• Extracted material:
__________________________________________________

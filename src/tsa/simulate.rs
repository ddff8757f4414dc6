use ndarray::s;
use ndarray::Array1;
use ndarray::Array2;
use ndarray::Array3;
use rand::rngs::StdRng;
use rand::Rng;
use rand::SeedableRng;
use tracing::debug;

use super::companion::coef_dims;
use crate::error::Result;
use crate::error::VarError;
use crate::stats::normal::FactorNormal;
use crate::stats::normal::MultivariateNormal;

/// Where the simulator takes its randomness from.
#[derive(Debug, Clone)]
pub enum RandomSource {
  /// Fresh generator seeded with the given integer.
  Seed(u64),
  /// Caller-supplied generator, consumed by the simulation.
  Generator(StdRng),
  /// Generator seeded from operating-system entropy.
  Entropy,
}

impl RandomSource {
  /// Resolve into the single generator used for the whole draw.
  pub fn into_rng(self) -> StdRng {
    match self {
      RandomSource::Seed(seed) => StdRng::seed_from_u64(seed),
      RandomSource::Generator(rng) => rng,
      RandomSource::Entropy => StdRng::from_entropy(),
    }
  }
}

impl From<u64> for RandomSource {
  fn from(seed: u64) -> Self {
    RandomSource::Seed(seed)
  }
}

impl From<StdRng> for RandomSource {
  fn from(rng: StdRng) -> Self {
    RandomSource::Generator(rng)
  }
}

/// Deterministic part added to every simulated observation.
#[derive(Debug, Clone, PartialEq)]
pub enum Intercept {
  /// Length-`K` intercept shared by all rows.
  Constant(Array1<f64>),
  /// `(steps, K)` observation-specific offset.
  Offset(Array2<f64>),
}

/// Gaussian VAR(p) simulation.
///
/// \[
///   y_t = c_t + A_1 y_{t-1} + \dots + A_p y_{t-p} + u_t,
///   \quad u_t \sim \mathcal{N}(0, \Sigma_u).
/// \]
///
/// The first `p` rows are initial values: they carry the intercept but no
/// noise and no autoregressive terms. `steps` counts these rows.
#[derive(Debug, Clone)]
pub struct VarSimulation {
  /// Lag coefficients, shape `(p, K, K)`.
  pub coefs: Array3<f64>,
  /// Optional intercept or offset.
  pub intercept: Option<Intercept>,
  /// Innovation covariance, identity when absent.
  pub cov_resid: Option<Array2<f64>>,
  /// Number of rows to produce, initial values included.
  pub steps: usize,
}

impl VarSimulation {
  /// Create a simulation with zero intercept and identity innovation covariance.
  pub fn new(coefs: Array3<f64>, steps: usize) -> Self {
    Self {
      coefs,
      intercept: None,
      cov_resid: None,
      steps,
    }
  }

  /// Add a shared intercept or a per-row offset.
  pub fn with_intercept(mut self, intercept: Intercept) -> Self {
    self.intercept = Some(intercept);
    self
  }

  /// Replace the identity innovation covariance.
  pub fn with_cov_resid(mut self, cov_resid: Array2<f64>) -> Self {
    self.cov_resid = Some(cov_resid);
    self
  }

  /// Simulate with the default Gaussian sampler.
  pub fn simulate(&self, source: RandomSource) -> Result<Array2<f64>> {
    let seeded = !matches!(source, RandomSource::Entropy);
    debug!(steps = self.steps, seeded, "simulating VAR process");
    let mut rng = source.into_rng();
    self.simulate_with(&FactorNormal, &mut rng)
  }

  /// Simulate drawing innovations from `sampler` with `rng`.
  ///
  /// The sampler is called exactly once for `steps` draws.
  pub fn simulate_with<S, R>(&self, sampler: &S, rng: &mut R) -> Result<Array2<f64>>
  where
    S: MultivariateNormal,
    R: Rng + ?Sized,
  {
    let (p, k) = coef_dims(&self.coefs.view())?;
    let steps = self.steps;

    let cov = match &self.cov_resid {
      Some(cov) => {
        if cov.dim() != (k, k) {
          return Err(VarError::DimensionMismatch {
            what: "residual covariance order",
            expected: k,
            found: if cov.nrows() != k { cov.nrows() } else { cov.ncols() },
          });
        }
        cov.clone()
      }
      None => Array2::eye(k),
    };
    self.check_intercept(k)?;

    let noise = sampler.sample(&Array1::zeros(k).view(), &cov.view(), steps, rng)?;
    let mut result = Array2::<f64>::zeros((steps, k));
    match &self.intercept {
      Some(Intercept::Constant(c)) => result += c,
      Some(Intercept::Offset(offset)) => result += offset,
      None => {}
    }
    if steps > p {
      let mut tail = result.slice_mut(s![p.., ..]);
      tail += &noise.slice(s![p.., ..]);
    }

    for t in p..steps {
      for j in 0..p {
        let lagged = self.coefs.slice(s![j, .., ..]).dot(&result.row(t - j - 1));
        let mut row = result.row_mut(t);
        row += &lagged;
      }
    }

    Ok(result)
  }

  fn check_intercept(&self, k: usize) -> Result<()> {
    match &self.intercept {
      Some(Intercept::Constant(c)) if c.len() != k => Err(VarError::DimensionMismatch {
        what: "intercept length",
        expected: k,
        found: c.len(),
      }),
      Some(Intercept::Offset(offset)) if offset.nrows() != self.steps => {
        Err(VarError::DimensionMismatch {
          what: "offset rows",
          expected: self.steps,
          found: offset.nrows(),
        })
      }
      Some(Intercept::Offset(offset)) if offset.ncols() != k => Err(VarError::DimensionMismatch {
        what: "offset columns",
        expected: k,
        found: offset.ncols(),
      }),
      _ => Ok(()),
    }
  }
}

__________________________________________________

• Assigned task: All of the entries above need to be set down again exactly.

• Exercise response:
filename src/tsa/simulate.rs
repository ddff8757f4414dc6
use ndarray::s;
use ndarray::Array1;
use ndarray::Array2;
use ndarray::Array3;
use rand::rngs::StdRng;
use rand::Rng;
use rand::SeedableRng;
use tracing::debug;

use super::companion::coef_dims;
use crate::error::Result;
use crate::error::VarError;
use crate::stats::normal::FactorNormal;
use crate::stats::normal::MultivariateNormal;

/// Where the simulator takes its randomness from.
#[derive(Debug, Clone)]
pub enum RandomSource {
  /// Fresh generator seeded with the given integer.
  Seed(u64),
  /// Caller-supplied generator, consumed by the simulation.
  Generator(StdRng),
  /// Generator seeded from operating-system entropy.
  Entropy,
}

impl RandomSource {
  /// Resolve into the single generator used for the whole draw.
  pub fn into_rng(self) -> StdRng {
    match self {
      RandomSource::Seed(seed) => StdRng::seed_from_u64(seed),
      RandomSource::Generator(rng) => rng,
      RandomSource::Entropy => StdRng::from_entropy(),
    }
  }
}

impl From<u64> for RandomSource {
  fn from(seed: u64) -> Self {
    RandomSource::Seed(seed)
  }
}

impl From<StdRng> for RandomSource {
  fn from(rng: StdRng) -> Self {
    RandomSource::Generator(rng)
  }
}

/// Deterministic part added to every simulated observation.
#[derive(Debug, Clone, PartialEq)]
pub enum Intercept {
  /// Length-`K` intercept shared by all rows.
  Constant(Array1<f64>),
  /// `(steps, K)` observation-specific offset.
  Offset(Array2<f64>),
}

/// Gaussian VAR(p) simulation.
///
/// \[
///   y_t = c_t + A_1 y_{t-1} + \dots + A_p y_{t-p} + u_t,
///   \quad u_t \sim \mathcal{N}(0, \Sigma_u).
/// \]
///
/// The first `p` rows are initial values: they carry the intercept but no
/// noise and no autoregressive terms. `steps` counts these rows.
#[derive(Debug, Clone)]
pub struct VarSimulation {
  /// Lag coefficients, shape `(p, K, K)`.
  pub coefs: Array3<f64>,
  /// Optional intercept or offset.
  pub intercept: Option<Intercept>,
  /// Innovation covariance, identity when absent.
  pub cov_resid: Option<Array2<f64>>,
  /// Number of rows to produce, initial values included.
  pub steps: usize,
}

impl VarSimulation {
  /// Create a simulation with zero intercept and identity innovation covariance.
  pub fn new(coefs: Array3<f64>, steps: usize) -> Self {
    Self {
      coefs,
      intercept: None,
      cov_resid: None,
      steps,
    }
  }

  /// Add a shared intercept or a per-row offset.
  pub fn with_intercept(mut self, intercept: Intercept) -> Self {
    self.intercept = Some(intercept);
    self
  }

  /// Replace the identity innovation covariance.
  pub fn with_cov_resid(mut self, cov_resid: Array2<f64>) -> Self {
    self.cov_resid = Some(cov_resid);
    self
  }

  /// Simulate with the default Gaussian sampler.
  pub fn simulate(&self, source: RandomSource) -> Result<Array2<f64>> {
    let seeded = !matches!(source, RandomSource::Entropy);
    debug!(steps = self.steps, seeded, "simulating VAR process");
    let mut rng = source.into_rng();
    self.simulate_with(&FactorNormal, &mut rng)
  }

  /// Simulate drawing innovations from `sampler` with `rng`.
  ///
  /// The sampler is called exactly once for `steps` draws.
  pub fn simulate_with<S, R>(&self, sampler: &S, rng: &mut R) -> Result<Array2<f64>>
  where
    S: MultivariateNormal,
    R: Rng + ?Sized,
  {
    let (p, k) = coef_dims(&self.coefs.view())?;
    let steps = self.steps;

    let cov = match &self.cov_resid {
      Some(cov) => {
        if cov.dim() != (k, k) {
          return Err(VarError::DimensionMismatch {
            what: "residual covariance order",
            expected: k,
            found: if cov.nrows() != k { cov.nrows() } else { cov.ncols() },
          });
        }
        cov.clone()
      }
      None => Array2::eye(k),
    };
    self.check_intercept(k)?;

    let noise = sampler.sample(&Array1::zeros(k).view(), &cov.view(), steps, rng)?;
    let mut result = Array2::<f64>::zeros((steps, k));
    match &self.intercept {
      Some(Intercept::Constant(c)) => result += c,
      Some(Intercept::Offset(offset)) => result += offset,
      None => {}
    }
    if steps > p {
      let mut tail = result.slice_mut(s![p.., ..]);
      tail += &noise.slice(s![p.., ..]);
    }

    for t in p..steps {
      for j in 0..p {
        let lagged = self.coefs.slice(s![j, .., ..]).dot(&result.row(t - j - 1));
        let mut row = result.row_mut(t);
        row += &lagged;
      }
    }

    Ok(result)
  }

  fn check_intercept(&self, k: usize) -> Result<()> {
    match &self.intercept {
      Some(Intercept::Constant(c)) if c.len() != k => Err(VarError::DimensionMismatch {
        what: "intercept length",
        expected: k,
        found: c.len(),
      }),
      Some(Intercept::Offset(offset)) if offset.nrows() != self.steps => {
        Err(VarError::DimensionMismatch {
          what: "offset rows",
          expected: self.steps,
          found: offset.nrows(),
        })
      }
      Some(Intercept::Offset(offset)) if offset.ncols() != k => Err(VarError::DimensionMismatch {
        what: "offset columns",
        expected: k,
        found: offset.ncols(),
      }),
      _ => Ok(()),
    }
  }
}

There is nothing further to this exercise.